Dec 27, 2011
A pair of field aligned currents can be seen discharging from the core of this active galaxy.
Any substance containing charged particles is a plasma: electrons, positive ions, electrically charged dust, neon lights, lightning, planetary magnetospheres, the so-called “solar wind,” stars, and even galaxies are plasma.
Filaments of electric current can flow in closed circuits through plasma. It is the existence of electric circuits in space that distinguishes Electric Universe theory from most conventional viewpoints. Phenomena that appear “mysterious” to space scientists are readily explained using observational evidence coupled with the results from laboratory experiments. That fact helps to distinguish Electric Universe concepts from others. Gravity cannot be modeled in the laboratory in the ways that plasma can.
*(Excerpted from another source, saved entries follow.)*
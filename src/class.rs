//! Classes and their instances.

use std::collections::HashMap;
use std::fmt;

use gc::{Finalize, Gc, GcCell, Trace};
use log::debug;

use crate::callable::Callable;
use crate::error::{LoxError, Result};
use crate::function::LoxFunction;
use crate::interpreter::Interpreter;
use crate::token::Token;
use crate::value::Value;

/// Name of the method run when a class is called.
pub const INITIALIZER: &str = "init";

#[derive(Clone, Finalize, Trace)]
pub struct LoxClass(Gc<ClassImpl>);

#[derive(Finalize, Trace)]
struct ClassImpl {
    name: String,
    superclass: Option<LoxClass>,
    methods: HashMap<String, LoxFunction>,
}

impl LoxClass {
    pub fn new(
        name: impl Into<String>,
        superclass: Option<LoxClass>,
        methods: HashMap<String, LoxFunction>,
    ) -> Self {
        LoxClass(Gc::new(ClassImpl {
            name: name.into(),
            superclass,
            methods,
        }))
    }

    /// Look `name` up on this class, then up the superclass chain.
    pub fn find_method(&self, name: &str) -> Option<LoxFunction> {
        if let Some(method) = self.0.methods.get(name) {
            return Some(method.clone());
        }

        self.0
            .superclass
            .as_ref()
            .and_then(|superclass| superclass.find_method(name))
    }
}

impl Callable for LoxClass {
    /// Arity of the initializer, or 0 without one.
    fn arity(&self) -> usize {
        self.find_method(INITIALIZER)
            .map_or(0, |initializer| initializer.arity())
    }

    fn name(&self) -> &str {
        &self.0.name
    }

    fn call_unchecked(
        &self,
        interpreter: &mut Interpreter,
        arguments: Vec<Value>,
        paren: &Token,
    ) -> Result<Value> {
        debug!("Instantiating class '{}'", self.0.name);

        let instance = LoxInstance::new(self);

        if let Some(initializer) = self.find_method(INITIALIZER) {
            initializer
                .bind(instance.clone())
                .call_unchecked(interpreter, arguments, paren)?;
        }

        Ok(Value::Instance(instance))
    }
}

impl PartialEq for LoxClass {
    fn eq(&self, other: &Self) -> bool {
        Gc::ptr_eq(&self.0, &other.0)
    }
}

impl fmt::Debug for LoxClass {
    fn fmt(&self, f: &mut fmt::Formatter<'_>) -> fmt::Result {
        f.debug_struct("LoxClass")
            .field("name", &self.0.name)
            .field("superclass", &self.0.superclass)
            .finish_non_exhaustive()
    }
}

impl fmt::Display for LoxClass {
    fn fmt(&self, f: &mut fmt::Formatter<'_>) -> fmt::Result {
        write!(f, "{}", self.0.name)
    }
}

/// One object created by calling a class.  Fields live on the instance;
/// methods stay on the class and are bound on access.
#[derive(Clone, Finalize, Trace)]
pub struct LoxInstance(Gc<GcCell<InstanceImpl>>);

#[derive(Finalize, Trace)]
struct InstanceImpl {
    class: LoxClass,
    fields: HashMap<String, Value>,
}

impl LoxInstance {
    pub fn new(class: &LoxClass) -> Self {
        LoxInstance(Gc::new(GcCell::new(InstanceImpl {
            class: class.clone(),
            fields: HashMap::new(),
        })))
    }

    pub fn class(&self) -> LoxClass {
        self.0.borrow().class.clone()
    }

    /// Fields shadow methods; a method is bound to this instance on each access.
    pub fn get(&self, name: &Token) -> Result<Value> {
        if let Some(value) = self.0.borrow().fields.get(&name.lexeme) {
            return Ok(value.clone());
        }

        match self.class().find_method(&name.lexeme) {
            Some(method) => Ok(Value::Function(method.bind(self.clone()))),
            None => Err(LoxError::runtime(
                name,
                format!("Undefined property '{}'.", name.lexeme),
            )),
        }
    }

    /// Always writes a field, even when a method has the same name.
    pub fn set(&self, name: &Token, value: Value) {
        self.0
            .borrow_mut()
            .fields
            .insert(name.lexeme.clone(), value);
    }
}

impl PartialEq for LoxInstance {
    fn eq(&self, other: &Self) -> bool {
        Gc::ptr_eq(&self.0, &other.0)
    }
}

impl fmt::Debug for LoxInstance {
    fn fmt(&self, f: &mut fmt::Formatter<'_>) -> fmt::Result {
        f.debug_struct("LoxInstance")
            .field("class", &self.class().name().to_string())
            .finish_non_exhaustive()
    }
}

impl fmt::Display for LoxInstance {
    fn fmt(&self, f: &mut fmt::Formatter<'_>) -> fmt::Result {
        write!(f, "{} instance", self.class())
    }
}
use std::fmt;
use std::rc::Rc;

use gc::{Finalize, Gc, Trace};
use log::debug;

use crate::ast::FunctionDecl;
use crate::callable::Callable;
use crate::class::LoxInstance;
use crate::environment::Environment;
use crate::error::Result;
use crate::interpreter::{InterpretError, Interpreter};
use crate::token::Token;
use crate::value::Value;

/// A user function or method: its declaration plus the environment it
/// closed over.
#[derive(Clone, Finalize, Trace)]
pub struct LoxFunction(Gc<FunctionImpl>);

#[derive(Finalize, Trace)]
struct FunctionImpl {
    #[unsafe_ignore_trace]
    declaration: Rc<FunctionDecl>,
    closure: Environment,
    is_initializer: bool,
}

impl LoxFunction {
    pub fn new(declaration: Rc<FunctionDecl>, closure: Environment, is_initializer: bool) -> Self {
        LoxFunction(Gc::new(FunctionImpl {
            declaration,
            closure,
            is_initializer,
        }))
    }

    /// A copy of this method whose closure has `this` bound to `instance`.
    /// Made fresh on every property access; nothing is cached.
    pub fn bind(&self, instance: LoxInstance) -> LoxFunction {
        let environment = Environment::with_enclosing(&self.0.closure);
        environment.define("this", Value::Instance(instance));

        LoxFunction::new(
            Rc::clone(&self.0.declaration),
            environment,
            self.0.is_initializer,
        )
    }

    /// The instance an initializer returns: `this` from the binding frame.
    fn bound_this(&self) -> Value {
        self.0.closure.get_at_str(0, "this").unwrap_or(Value::Nil)
    }
}

impl Callable for LoxFunction {
    fn arity(&self) -> usize {
        self.0.declaration.params.len()
    }

    fn name(&self) -> &str {
        &self.0.declaration.name.lexeme
    }

    fn call_unchecked(
        &self,
        interpreter: &mut Interpreter,
        arguments: Vec<Value>,
        _paren: &Token,
    ) -> Result<Value> {
        debug!("Calling user-defined function '{}'", self.name());

        // Chain to the closure, not to the caller's environment.
        let environment = Environment::with_enclosing(&self.0.closure);
        for (param, argument) in self.0.declaration.params.iter().zip(arguments) {
            environment.define(&param.lexeme, argument);
        }

        let returned: Value = match interpreter.execute_block(&self.0.declaration.body, environment)
        {
            Ok(()) => Value::Nil,
            Err(InterpretError::Return(value, _)) => value,
            Err(InterpretError::Runtime(e)) => return Err(e),
        };

        if self.0.is_initializer {
            return Ok(self.bound_this());
        }

        Ok(returned)
    }
}

impl PartialEq for LoxFunction {
    fn eq(&self, other: &Self) -> bool {
        Gc::ptr_eq(&self.0, &other.0)
    }
}

impl fmt::Debug for LoxFunction {
    fn fmt(&self, f: &mut fmt::Formatter<'_>) -> fmt::Result {
        f.debug_struct("LoxFunction")
            .field("name", &self.name())
            .field("arity", &self.arity())
            .field("is_initializer", &self.0.is_initializer)
            .finish()
    }
}

impl fmt::Display for LoxFunction {
    fn fmt(&self, f: &mut fmt::Formatter<'_>) -> fmt::Result {
        write!(f, "<fn {}>", self.name())
    }
}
X-ray emissions from planets, braided plasma filaments, hourglass-shaped nebulae, and jets of charged particles erupting from galactic axes provide observational evidence for the existence of plasma circuits in space. Celestial bodies are not isolated from one another but are connected across vast distances.
Electric discharges in plasma create tube-like magnetic sheaths along their axes. If enough current flows, the discharge causes the sheath to glow while sometimes creating other sheaths within it. These “double layers” form when positive charges build up in one region and negative charges build up nearby. An intense electric field develops, which accelerates charged particles. Electric charges spiral in the magnetic fields, emitting X-rays, extreme ultraviolet, and sometimes gamma rays.
Electromagnetic forces squeeze those conductive channels, called “Birkeland currents,” into filaments that tend to attract each other in pairs. Electric fields that form along the plasma strands generate an attractive force that can be 39 orders of magnitude greater than gravity. However, when they get close to each other, instead of merging, the plasma “cables” twist into a helix that rotates faster as it compresses tighter. It is those “cosmic transmission lines” that make up galactic circuits.
The cosmos appears to be interlaced with those interacting circuits. Each of those circuits appears to be composed of untold numbers of twisting Birkeland currents. At the largest observable scale, there are power-consuming loads in the circuits that convert electrical energy into rotational energy. These are known as galaxies.
Since galaxies exist within a filamentary circuit of electricity that flows through the cosmos, they should be evaluated according to electrodynamic principles and not on mechanical kinetic behavior with mysterious magnetic fields added to save the theory.
For example, twin lobes of gamma rays in an hourglass shape extend axially beyond the Milky Way’s central bulge. Each structure measures approximately 65,000 light-years in diameter.
Plasma physicists are familiar with hourglass shapes. The infundibular formations are an unmistakable signature of Birkeland currents squeezing plasma and charged dust into z-pinch compression zones. The intense magnetic fields associated with Birkeland current filaments cause electrons to accelerate with velocities close to light speed. Those excited electrons emit synchrotron radiation, the principle source for gamma rays in space.
Electric Universe advocates have long known that radio lobes far above the poles of active galaxies are the signature of Birkeland currents. In the case of NGC 4710, partial field aligned ring currents can be seen extending out from the galaxy’s core.
According to astronomers, NGC 4710’s central “X” is mysterious, and could be due to the vertical motion of stars around its nucleus. They do not know why the stars are consolidated into symmetrical rings. However, the structure is another example of energized plasma. Looking for answers in gravitational theory will not help to resolve its enigmatic form.